In 1989, TSR released an expansion set, Revenge of the Factoids, that included six more map boards and 12 more bioborgs.

=== Gammarauder comics===
TSR released an associated comic book series through DC Comics in 1988-89. Issues #1, 3, and 4 contained a short Gammarauder's Micro-RPG role-playing game system that included game mechanics using a six-sided die, and rules for creating handler and bioborg characters. At the end of 1989, after ten issues, the comic series was canceled due to poor sales.

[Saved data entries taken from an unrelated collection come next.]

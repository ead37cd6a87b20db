//! In-memory chain provider backed by fixtures

use super::{
    add_quantity, AddressBalance, AssetBundle, ChainProvider, ProtocolParameters, ProviderError,
    ProviderResult, TxParties, TxRef, Utxo,
};
use crate::transaction::SignedTransaction;
use crate::units::Lovelace;
use async_trait::async_trait;
use parking_lot::RwLock;
use std::collections::HashMap;
use std::sync::atomic::{AtomicBool, Ordering};

#[derive(Default)]
struct Ledger {
    utxos: HashMap<String, Vec<Utxo>>,
    history: HashMap<String, Vec<TxRef>>,
    parties: HashMap<String, TxParties>,
    submitted: Vec<Vec<u8>>,
}

/// Serves UTxOs, histories and transaction parties registered up front.
pub struct InMemoryProvider {
    ledger: RwLock<Ledger>,
    params: ProtocolParameters,
    slot: u64,
    params_unavailable: AtomicBool,
}

impl InMemoryProvider {
    pub fn new() -> Self {
        Self::with_parameters(ProtocolParameters::default(), 100_000_000)
    }

    pub fn with_parameters(params: ProtocolParameters, slot: u64) -> Self {
        Self {
            ledger: RwLock::new(Ledger::default()),
            params,
            slot,
            params_unavailable: AtomicBool::new(false),
        }
    }

    pub fn add_utxo(&self, utxo: Utxo) {
        self.ledger
            .write()
            .utxos
            .entry(utxo.address.clone())
            .or_default()
            .push(utxo);
    }

    /// Registers a transaction and indexes it under every address it touches.
    pub fn add_transaction(&self, parties: TxParties, block_height: u64, block_time: i64) {
        let mut ledger = self.ledger.write();
        let tx_ref = TxRef {
            tx_hash: parties.hash.clone(),
            block_height,
            block_time,
        };
        let mut touched: Vec<&String> = parties.inputs.iter().chain(parties.outputs.iter()).collect();
        touched.sort();
        touched.dedup();
        for address in touched {
            ledger
                .history
                .entry(address.clone())
                .or_default()
                .push(tx_ref.clone());
        }
        ledger.parties.insert(parties.hash.clone(), parties);
    }

    /// Makes `protocol_parameters` fail, as an unreachable indexer would.
    pub fn set_parameters_unavailable(&self, unavailable: bool) {
        self.params_unavailable.store(unavailable, Ordering::SeqCst);
    }

    pub fn submitted(&self) -> Vec<Vec<u8>> {
        self.ledger.read().submitted.clone()
    }
}

impl Default for InMemoryProvider {
    fn default() -> Self {
        Self::new()
    }
}

#[async_trait]
impl ChainProvider for InMemoryProvider {
    fn name(&self) -> &'static str {
        "memory"
    }

    async fn protocol_parameters(&self) -> ProviderResult<ProtocolParameters> {
        if self.params_unavailable.load(Ordering::SeqCst) {
            return Err(ProviderError::Transport("parameters unavailable".to_string()));
        }
        Ok(self.params)
    }

    async fn latest_slot(&self) -> ProviderResult<u64> {
        Ok(self.slot)
    }

    async fn address_utxos(&self, address: &str) -> ProviderResult<Vec<Utxo>> {
        Ok(self.ledger.read().utxos.get(address).cloned().unwrap_or_default())
    }

    async fn address_balance(&self, address: &str) -> ProviderResult<AddressBalance> {
        let ledger = self.ledger.read();
        let utxos = ledger.utxos.get(address);
        let tx_count = ledger.history.get(address).map(|h| h.len()).unwrap_or(0);
        if utxos.is_none() && tx_count == 0 {
            return Err(ProviderError::NotFound(address.to_string()));
        }

        let mut assets = AssetBundle::new();
        let mut lovelace = Lovelace::ZERO;
        for utxo in utxos.into_iter().flatten() {
            lovelace = Lovelace(lovelace.0.checked_add(utxo.lovelace.0).ok_or_else(|| {
                ProviderError::Decode("lovelace total exceeds u64".to_string())
            })?);
            for (id, quantity) in &utxo.assets {
                add_quantity(&mut assets, id.clone(), *quantity)?;
            }
        }
        Ok(AddressBalance {
            address: address.to_string(),
            lovelace,
            assets,
            tx_count: tx_count as u64,
        })
    }

    async fn address_transactions(&self, address: &str, limit: usize) -> ProviderResult<Vec<TxRef>> {
        let ledger = self.ledger.read();
        let mut txs = ledger.history.get(address).cloned().unwrap_or_default();
        txs.sort_by(|a, b| b.block_height.cmp(&a.block_height));
        txs.truncate(limit);
        Ok(txs)
    }

    async fn transaction_parties(&self, tx_hash: &str) -> ProviderResult<TxParties> {
        self.ledger
            .read()
            .parties
            .get(tx_hash)
            .cloned()
            .ok_or_else(|| ProviderError::NotFound(tx_hash.to_string()))
    }

    async fn submit_transaction(&self, cbor: &[u8]) -> ProviderResult<String> {
        let tx = SignedTransaction::from_cbor(cbor)
            .map_err(|e| ProviderError::Rejected(e.to_string()))?;
        if tx.vkey_witness_count() == 0 {
            return Err(ProviderError::Rejected("transaction carries no witnesses".to_string()));
        }
        let id = tx.id_hex();
        self.ledger.write().submitted.push(cbor.to_vec());
        Ok(id)
    }
}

The end of issue #10 included a brief summary of what would have happened had the series continued.

==Reception==
In Issue 42 of Abyss, Dave Nalle noted that "Play goes fairly quickly and there are a nice variety of cards and weapons. A few of the cards are somewhat overpowered and arbitrary in their effects, but Gammarauders is basically a playable game." However, Nalle did not think the game could compete in the "growing genre of silly, fun games." Nalle compared this game to Judge Dredd and Blood Bowl and noted that Gammarauders couldn't match either in terms of "production and originality of the setting and concept, and more than anything else, twisted humor and great art." Nalle pointed out that "The art is poor, and map graphics are dull and unattractive, and the background material is derivative and dull." Nalle concluded, "Unfortunately, this is the sort of game which needs more than reliable design to work, and Gammarauders doesn't have the 'bells and whistles' we've come to expect in this sort of game."

In Issue 42 of the French games magazine Casus Belli, Pierre Lejoyeux called this "a humor-filled board game set in a world devastated by a nuclear holocaust where the survivors have organized themselves into 'Alliances' that maintain the memory of America's golden age." Lejoyeux noted "Despite its somewhat 'basic' objective, diplomacy is not absent from Gammarauders — you can trade until your turn! — and the game gains a great deal of subtlety and interest as a result."